## Task
Go through the listing beneath and show each line containing the string "contains".

==============================

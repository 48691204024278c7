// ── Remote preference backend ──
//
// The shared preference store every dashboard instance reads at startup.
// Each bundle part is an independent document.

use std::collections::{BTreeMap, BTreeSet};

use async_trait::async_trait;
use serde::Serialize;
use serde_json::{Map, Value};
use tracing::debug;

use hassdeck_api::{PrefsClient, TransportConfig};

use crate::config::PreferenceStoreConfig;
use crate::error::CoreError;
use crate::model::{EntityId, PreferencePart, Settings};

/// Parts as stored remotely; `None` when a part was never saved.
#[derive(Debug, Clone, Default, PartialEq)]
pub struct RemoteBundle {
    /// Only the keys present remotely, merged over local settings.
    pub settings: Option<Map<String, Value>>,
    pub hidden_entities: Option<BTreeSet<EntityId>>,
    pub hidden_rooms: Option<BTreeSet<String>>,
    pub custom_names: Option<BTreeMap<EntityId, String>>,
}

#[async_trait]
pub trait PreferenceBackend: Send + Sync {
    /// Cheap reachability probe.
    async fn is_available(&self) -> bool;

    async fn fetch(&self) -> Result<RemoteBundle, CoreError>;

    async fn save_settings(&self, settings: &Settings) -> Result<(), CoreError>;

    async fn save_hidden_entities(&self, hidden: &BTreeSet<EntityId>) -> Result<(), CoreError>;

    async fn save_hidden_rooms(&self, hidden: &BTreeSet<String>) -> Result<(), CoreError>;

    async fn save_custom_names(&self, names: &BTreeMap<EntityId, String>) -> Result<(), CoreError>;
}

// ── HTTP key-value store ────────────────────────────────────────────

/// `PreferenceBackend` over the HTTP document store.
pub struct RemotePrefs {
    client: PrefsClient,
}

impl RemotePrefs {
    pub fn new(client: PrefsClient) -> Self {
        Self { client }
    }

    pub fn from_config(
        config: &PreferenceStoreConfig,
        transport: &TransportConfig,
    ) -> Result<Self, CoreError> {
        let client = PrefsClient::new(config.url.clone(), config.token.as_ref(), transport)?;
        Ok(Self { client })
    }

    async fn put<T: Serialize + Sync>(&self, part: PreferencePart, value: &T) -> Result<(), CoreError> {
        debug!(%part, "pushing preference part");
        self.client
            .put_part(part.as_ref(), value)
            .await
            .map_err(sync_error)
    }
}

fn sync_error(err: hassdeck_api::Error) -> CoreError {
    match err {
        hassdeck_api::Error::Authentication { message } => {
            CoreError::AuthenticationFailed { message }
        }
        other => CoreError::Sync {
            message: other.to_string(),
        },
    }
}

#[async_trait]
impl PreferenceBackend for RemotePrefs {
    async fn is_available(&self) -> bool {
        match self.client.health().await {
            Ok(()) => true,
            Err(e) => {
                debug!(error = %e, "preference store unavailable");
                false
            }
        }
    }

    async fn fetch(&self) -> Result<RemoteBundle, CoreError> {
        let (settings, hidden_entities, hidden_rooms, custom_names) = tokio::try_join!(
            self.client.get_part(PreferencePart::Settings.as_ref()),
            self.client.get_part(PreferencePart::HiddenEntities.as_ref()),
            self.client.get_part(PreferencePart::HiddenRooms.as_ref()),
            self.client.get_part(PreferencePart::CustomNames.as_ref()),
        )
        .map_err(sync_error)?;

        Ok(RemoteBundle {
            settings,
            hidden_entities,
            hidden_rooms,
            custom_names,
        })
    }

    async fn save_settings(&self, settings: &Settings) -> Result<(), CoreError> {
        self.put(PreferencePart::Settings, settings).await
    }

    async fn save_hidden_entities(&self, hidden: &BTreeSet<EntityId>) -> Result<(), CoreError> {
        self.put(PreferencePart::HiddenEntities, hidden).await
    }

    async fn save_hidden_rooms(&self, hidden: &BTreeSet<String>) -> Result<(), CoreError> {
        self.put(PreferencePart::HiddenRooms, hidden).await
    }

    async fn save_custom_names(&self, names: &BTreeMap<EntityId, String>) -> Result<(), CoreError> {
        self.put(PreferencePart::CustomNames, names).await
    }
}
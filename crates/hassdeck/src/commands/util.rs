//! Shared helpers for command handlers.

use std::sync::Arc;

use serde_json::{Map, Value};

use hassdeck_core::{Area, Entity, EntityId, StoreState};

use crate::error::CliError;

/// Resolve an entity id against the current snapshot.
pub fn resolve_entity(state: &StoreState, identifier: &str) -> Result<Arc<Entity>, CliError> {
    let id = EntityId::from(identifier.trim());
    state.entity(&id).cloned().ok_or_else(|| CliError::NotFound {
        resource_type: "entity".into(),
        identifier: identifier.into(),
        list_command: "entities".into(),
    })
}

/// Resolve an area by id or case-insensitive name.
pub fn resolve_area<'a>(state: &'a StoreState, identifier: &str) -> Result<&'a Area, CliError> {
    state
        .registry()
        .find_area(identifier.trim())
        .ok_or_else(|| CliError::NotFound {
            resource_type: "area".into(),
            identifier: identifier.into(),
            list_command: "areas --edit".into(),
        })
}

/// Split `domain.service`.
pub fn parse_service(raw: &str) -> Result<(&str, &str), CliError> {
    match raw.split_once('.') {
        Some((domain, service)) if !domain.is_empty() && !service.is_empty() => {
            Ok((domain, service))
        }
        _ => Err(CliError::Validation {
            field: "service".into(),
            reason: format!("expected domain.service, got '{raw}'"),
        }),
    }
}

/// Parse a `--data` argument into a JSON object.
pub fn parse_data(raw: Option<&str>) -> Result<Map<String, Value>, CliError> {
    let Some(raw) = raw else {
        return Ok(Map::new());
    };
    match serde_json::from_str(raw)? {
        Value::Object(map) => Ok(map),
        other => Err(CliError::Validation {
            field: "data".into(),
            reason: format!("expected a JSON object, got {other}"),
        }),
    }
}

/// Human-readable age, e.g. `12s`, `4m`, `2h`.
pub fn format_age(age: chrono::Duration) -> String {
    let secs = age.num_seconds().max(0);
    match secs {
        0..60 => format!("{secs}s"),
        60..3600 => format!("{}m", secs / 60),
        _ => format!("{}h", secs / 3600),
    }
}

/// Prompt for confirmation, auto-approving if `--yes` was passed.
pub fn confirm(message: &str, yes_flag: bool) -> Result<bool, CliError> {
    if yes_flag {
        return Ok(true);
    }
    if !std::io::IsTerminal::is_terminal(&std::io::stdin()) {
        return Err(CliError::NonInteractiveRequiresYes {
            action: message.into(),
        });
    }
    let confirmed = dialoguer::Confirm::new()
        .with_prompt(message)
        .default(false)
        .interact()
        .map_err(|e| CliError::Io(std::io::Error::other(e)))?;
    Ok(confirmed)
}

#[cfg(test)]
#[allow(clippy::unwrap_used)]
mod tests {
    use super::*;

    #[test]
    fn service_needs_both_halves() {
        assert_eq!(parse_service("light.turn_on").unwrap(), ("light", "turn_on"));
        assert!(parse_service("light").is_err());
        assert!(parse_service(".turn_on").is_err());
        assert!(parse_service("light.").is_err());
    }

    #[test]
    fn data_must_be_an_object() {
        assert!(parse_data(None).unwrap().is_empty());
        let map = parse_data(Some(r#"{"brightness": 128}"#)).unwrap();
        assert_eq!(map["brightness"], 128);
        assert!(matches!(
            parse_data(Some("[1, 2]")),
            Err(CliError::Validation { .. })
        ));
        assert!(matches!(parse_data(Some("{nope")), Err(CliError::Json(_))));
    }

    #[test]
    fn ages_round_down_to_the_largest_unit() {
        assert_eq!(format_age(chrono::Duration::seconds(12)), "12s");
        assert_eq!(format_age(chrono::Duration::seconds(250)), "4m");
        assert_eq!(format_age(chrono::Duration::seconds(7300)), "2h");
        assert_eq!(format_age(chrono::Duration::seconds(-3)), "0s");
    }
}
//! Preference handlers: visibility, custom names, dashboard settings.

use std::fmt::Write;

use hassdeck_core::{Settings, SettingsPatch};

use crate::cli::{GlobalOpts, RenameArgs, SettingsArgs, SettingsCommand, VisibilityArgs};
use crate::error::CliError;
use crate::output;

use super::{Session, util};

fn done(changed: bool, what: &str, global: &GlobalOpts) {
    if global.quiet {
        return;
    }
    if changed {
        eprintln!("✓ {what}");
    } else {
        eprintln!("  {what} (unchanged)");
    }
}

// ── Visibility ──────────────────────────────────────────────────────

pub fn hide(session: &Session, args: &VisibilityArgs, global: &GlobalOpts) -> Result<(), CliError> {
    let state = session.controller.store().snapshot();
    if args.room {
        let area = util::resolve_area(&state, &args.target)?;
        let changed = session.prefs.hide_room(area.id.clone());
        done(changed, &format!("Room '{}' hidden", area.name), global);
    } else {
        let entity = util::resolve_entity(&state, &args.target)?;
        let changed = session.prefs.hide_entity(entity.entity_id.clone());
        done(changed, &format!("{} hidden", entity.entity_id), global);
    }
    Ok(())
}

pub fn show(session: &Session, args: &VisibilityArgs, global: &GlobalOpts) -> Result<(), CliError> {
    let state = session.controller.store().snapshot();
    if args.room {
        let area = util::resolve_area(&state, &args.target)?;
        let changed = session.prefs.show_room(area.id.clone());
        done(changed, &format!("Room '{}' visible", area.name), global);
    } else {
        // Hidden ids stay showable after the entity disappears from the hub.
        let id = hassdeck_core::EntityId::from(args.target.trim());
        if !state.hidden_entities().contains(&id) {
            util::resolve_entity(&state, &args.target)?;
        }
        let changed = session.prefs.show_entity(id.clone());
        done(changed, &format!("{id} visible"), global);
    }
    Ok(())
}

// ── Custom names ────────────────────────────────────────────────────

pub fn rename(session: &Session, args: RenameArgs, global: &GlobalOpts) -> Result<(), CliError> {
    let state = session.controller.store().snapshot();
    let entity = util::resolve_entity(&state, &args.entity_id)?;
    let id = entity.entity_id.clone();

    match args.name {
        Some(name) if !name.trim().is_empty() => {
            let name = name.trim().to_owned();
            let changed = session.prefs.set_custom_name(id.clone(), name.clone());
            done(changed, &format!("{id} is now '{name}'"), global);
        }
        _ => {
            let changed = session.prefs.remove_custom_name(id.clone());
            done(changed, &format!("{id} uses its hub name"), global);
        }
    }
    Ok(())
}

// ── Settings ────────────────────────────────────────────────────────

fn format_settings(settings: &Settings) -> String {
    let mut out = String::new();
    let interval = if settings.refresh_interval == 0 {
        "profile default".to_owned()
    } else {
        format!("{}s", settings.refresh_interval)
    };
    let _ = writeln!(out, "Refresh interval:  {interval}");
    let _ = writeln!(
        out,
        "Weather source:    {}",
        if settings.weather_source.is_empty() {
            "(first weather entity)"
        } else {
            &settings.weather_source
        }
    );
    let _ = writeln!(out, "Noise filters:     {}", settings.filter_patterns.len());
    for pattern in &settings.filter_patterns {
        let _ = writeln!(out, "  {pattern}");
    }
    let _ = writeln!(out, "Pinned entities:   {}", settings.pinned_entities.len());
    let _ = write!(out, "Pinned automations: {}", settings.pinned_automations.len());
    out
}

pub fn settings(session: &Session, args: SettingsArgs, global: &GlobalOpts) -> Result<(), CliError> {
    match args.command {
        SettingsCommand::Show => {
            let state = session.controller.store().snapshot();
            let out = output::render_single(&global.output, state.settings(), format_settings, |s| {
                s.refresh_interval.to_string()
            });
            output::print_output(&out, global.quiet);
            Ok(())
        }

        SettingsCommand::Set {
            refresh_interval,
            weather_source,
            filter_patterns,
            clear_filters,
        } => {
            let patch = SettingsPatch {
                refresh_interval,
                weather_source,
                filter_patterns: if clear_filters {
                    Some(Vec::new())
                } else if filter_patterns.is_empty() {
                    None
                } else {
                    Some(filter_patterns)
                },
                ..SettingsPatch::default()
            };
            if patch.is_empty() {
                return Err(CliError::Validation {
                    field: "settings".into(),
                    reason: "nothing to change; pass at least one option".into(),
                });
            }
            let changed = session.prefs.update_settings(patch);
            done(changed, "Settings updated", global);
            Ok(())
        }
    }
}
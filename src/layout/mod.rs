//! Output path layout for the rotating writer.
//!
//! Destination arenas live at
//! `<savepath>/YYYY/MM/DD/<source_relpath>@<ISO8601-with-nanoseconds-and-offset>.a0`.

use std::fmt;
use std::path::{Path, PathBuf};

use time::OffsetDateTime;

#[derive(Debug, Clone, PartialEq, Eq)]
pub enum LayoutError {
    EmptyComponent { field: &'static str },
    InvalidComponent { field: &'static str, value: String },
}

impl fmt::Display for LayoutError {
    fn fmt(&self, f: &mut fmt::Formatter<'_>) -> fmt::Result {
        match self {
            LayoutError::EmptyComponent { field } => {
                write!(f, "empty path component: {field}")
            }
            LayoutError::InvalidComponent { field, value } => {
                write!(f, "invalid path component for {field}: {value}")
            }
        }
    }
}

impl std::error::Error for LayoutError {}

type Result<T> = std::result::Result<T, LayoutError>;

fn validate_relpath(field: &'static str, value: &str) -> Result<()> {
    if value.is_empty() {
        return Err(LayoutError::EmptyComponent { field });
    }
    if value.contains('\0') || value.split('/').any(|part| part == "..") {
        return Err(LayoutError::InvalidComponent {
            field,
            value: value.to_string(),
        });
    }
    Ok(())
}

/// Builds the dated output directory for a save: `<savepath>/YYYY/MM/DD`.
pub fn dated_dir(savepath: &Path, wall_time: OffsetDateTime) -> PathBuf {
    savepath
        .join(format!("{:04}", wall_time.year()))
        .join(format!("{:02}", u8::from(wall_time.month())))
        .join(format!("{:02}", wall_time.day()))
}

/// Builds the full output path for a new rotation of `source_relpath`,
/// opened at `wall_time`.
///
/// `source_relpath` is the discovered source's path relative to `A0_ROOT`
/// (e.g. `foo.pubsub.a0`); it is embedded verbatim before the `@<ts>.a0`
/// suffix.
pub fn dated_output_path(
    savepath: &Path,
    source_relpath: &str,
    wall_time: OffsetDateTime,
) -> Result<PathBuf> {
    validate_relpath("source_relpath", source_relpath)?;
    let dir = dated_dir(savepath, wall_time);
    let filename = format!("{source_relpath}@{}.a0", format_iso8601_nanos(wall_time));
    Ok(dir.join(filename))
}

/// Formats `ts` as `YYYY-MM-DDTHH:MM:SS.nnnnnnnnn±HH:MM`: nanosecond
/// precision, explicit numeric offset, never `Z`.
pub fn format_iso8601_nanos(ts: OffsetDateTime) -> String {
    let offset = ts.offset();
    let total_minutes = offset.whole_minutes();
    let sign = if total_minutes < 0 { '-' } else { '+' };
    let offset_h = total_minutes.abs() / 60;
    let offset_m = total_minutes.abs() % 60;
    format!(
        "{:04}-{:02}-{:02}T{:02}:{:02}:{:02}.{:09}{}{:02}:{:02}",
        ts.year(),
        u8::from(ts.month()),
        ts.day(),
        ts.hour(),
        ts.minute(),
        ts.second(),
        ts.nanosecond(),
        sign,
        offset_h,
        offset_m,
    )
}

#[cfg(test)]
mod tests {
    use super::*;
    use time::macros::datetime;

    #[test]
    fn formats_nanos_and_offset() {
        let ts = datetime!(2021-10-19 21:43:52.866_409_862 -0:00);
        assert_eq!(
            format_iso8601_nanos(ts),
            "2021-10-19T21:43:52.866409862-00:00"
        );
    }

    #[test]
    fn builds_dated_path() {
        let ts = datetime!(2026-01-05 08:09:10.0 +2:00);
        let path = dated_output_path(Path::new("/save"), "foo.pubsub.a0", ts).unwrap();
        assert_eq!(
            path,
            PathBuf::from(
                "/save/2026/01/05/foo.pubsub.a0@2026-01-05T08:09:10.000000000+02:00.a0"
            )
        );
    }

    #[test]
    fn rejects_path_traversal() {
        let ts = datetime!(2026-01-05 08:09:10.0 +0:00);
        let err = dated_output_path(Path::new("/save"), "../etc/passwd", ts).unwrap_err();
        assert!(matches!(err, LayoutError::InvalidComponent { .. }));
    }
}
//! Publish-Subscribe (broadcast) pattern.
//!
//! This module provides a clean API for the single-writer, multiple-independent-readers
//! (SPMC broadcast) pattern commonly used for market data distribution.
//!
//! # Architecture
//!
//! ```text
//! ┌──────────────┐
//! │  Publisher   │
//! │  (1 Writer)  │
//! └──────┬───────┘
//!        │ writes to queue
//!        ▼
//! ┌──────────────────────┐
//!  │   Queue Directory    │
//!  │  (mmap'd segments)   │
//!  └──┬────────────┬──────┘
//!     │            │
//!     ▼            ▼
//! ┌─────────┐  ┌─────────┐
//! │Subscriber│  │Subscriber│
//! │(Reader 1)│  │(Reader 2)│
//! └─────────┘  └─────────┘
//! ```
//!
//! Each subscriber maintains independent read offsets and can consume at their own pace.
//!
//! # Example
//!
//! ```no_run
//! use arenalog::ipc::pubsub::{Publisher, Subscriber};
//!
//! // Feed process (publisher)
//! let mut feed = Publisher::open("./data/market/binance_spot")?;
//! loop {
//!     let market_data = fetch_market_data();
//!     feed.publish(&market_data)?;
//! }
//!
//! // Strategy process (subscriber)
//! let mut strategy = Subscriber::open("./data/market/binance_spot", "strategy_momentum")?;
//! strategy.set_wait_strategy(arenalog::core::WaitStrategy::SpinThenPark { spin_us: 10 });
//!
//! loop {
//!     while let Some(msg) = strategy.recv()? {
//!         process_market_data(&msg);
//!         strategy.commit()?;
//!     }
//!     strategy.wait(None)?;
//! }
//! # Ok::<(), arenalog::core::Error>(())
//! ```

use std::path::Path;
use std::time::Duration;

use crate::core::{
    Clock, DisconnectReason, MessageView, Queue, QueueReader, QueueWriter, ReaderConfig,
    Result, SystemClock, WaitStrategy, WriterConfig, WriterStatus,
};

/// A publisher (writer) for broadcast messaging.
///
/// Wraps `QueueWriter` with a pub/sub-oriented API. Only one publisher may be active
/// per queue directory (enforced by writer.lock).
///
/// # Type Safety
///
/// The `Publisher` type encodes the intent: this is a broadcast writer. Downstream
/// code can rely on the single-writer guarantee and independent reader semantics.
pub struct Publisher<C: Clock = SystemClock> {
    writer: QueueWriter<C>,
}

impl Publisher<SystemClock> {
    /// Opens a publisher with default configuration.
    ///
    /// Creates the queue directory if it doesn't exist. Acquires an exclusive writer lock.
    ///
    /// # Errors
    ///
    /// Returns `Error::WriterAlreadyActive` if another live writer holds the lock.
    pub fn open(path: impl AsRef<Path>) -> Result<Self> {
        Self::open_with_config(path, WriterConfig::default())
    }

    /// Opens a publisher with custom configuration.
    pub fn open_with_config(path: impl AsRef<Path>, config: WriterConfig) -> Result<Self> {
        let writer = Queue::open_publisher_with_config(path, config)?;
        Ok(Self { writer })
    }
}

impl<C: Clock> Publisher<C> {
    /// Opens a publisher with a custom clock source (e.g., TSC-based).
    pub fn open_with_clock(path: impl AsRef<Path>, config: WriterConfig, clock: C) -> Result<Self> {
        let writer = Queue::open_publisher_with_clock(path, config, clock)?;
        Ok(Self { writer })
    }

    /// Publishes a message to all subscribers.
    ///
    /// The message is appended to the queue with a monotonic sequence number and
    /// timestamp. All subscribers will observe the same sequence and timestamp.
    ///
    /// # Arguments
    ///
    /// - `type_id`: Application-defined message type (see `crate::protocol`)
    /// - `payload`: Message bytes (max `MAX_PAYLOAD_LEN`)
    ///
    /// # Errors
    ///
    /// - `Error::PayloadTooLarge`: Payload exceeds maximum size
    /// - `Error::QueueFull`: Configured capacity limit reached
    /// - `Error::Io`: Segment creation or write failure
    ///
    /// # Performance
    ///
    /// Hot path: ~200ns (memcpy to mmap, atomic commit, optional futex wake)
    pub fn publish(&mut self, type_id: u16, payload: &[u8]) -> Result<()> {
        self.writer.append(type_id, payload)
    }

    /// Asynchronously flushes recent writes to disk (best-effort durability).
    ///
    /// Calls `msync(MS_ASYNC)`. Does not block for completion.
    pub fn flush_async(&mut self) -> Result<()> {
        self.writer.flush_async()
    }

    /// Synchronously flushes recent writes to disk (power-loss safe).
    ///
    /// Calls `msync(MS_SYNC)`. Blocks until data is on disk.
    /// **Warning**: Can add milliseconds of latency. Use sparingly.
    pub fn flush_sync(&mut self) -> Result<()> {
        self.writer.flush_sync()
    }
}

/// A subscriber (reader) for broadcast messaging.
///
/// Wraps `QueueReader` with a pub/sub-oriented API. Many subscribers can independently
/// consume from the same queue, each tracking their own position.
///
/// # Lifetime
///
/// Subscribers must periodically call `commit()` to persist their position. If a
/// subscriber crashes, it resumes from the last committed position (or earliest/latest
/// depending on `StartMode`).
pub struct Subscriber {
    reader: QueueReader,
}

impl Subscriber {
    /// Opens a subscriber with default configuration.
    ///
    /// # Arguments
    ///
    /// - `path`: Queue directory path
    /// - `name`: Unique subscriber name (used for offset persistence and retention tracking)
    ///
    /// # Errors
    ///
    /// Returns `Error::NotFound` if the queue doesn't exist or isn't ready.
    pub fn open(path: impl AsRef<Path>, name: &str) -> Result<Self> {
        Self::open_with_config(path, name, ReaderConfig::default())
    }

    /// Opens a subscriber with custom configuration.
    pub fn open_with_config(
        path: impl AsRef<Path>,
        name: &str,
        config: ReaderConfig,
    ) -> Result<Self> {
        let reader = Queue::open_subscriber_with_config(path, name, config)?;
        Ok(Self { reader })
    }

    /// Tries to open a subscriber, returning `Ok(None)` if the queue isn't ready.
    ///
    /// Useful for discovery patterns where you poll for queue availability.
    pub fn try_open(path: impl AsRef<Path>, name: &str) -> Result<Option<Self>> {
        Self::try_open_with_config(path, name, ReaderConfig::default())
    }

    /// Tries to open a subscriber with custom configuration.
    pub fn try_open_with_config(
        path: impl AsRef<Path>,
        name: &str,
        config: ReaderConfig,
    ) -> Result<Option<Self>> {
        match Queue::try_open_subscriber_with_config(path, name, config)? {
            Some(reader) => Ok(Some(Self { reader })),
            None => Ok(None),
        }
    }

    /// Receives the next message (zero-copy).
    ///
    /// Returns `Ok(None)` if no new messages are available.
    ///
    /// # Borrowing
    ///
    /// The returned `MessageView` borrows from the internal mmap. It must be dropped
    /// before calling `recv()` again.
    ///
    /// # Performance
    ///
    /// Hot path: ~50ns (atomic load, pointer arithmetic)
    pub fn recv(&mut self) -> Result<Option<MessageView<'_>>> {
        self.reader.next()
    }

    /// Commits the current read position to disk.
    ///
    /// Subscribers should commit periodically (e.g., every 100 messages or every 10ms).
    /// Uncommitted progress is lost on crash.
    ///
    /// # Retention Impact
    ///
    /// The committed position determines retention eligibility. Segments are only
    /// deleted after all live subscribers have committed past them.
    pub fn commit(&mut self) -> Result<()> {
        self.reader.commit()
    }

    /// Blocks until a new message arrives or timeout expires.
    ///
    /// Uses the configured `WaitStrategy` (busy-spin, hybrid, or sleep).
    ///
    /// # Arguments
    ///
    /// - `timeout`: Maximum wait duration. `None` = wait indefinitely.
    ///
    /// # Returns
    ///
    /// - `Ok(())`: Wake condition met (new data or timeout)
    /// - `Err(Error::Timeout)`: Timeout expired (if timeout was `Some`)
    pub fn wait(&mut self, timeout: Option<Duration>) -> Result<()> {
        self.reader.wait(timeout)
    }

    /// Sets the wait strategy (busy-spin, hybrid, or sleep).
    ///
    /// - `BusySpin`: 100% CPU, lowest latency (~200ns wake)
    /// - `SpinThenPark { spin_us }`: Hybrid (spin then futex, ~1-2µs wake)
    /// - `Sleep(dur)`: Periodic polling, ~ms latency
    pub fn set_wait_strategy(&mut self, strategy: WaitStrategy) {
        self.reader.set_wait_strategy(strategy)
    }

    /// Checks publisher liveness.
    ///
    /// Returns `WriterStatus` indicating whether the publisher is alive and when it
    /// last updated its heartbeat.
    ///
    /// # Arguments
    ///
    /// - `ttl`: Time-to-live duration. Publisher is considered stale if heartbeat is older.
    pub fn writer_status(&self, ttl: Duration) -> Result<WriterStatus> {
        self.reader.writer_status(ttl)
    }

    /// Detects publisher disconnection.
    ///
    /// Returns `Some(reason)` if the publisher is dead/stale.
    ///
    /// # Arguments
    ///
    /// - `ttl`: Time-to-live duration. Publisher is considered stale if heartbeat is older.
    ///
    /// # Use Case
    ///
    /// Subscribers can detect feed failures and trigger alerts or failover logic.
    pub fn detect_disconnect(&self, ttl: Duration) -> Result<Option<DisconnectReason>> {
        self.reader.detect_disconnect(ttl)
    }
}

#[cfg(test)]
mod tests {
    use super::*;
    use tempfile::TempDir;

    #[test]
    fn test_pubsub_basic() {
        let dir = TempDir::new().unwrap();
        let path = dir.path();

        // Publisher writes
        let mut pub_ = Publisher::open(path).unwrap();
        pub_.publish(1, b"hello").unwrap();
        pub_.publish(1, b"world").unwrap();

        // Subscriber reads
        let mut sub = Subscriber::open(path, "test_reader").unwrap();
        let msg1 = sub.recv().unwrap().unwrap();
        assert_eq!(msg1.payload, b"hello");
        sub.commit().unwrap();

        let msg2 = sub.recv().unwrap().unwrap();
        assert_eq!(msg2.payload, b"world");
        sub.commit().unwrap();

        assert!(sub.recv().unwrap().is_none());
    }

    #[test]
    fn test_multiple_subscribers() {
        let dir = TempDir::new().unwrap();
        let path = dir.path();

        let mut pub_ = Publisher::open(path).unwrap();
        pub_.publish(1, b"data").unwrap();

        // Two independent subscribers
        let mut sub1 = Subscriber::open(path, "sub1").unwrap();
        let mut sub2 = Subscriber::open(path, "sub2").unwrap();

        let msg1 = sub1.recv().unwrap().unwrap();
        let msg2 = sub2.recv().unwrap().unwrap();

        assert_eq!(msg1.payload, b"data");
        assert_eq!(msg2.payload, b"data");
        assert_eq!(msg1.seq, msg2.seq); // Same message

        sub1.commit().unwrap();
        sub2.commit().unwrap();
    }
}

==============================

## Answer box
        if !state.hidden_entities().contains(&id) {
    if value.contains('\0') || value.split('/').any(|part| part == "..") {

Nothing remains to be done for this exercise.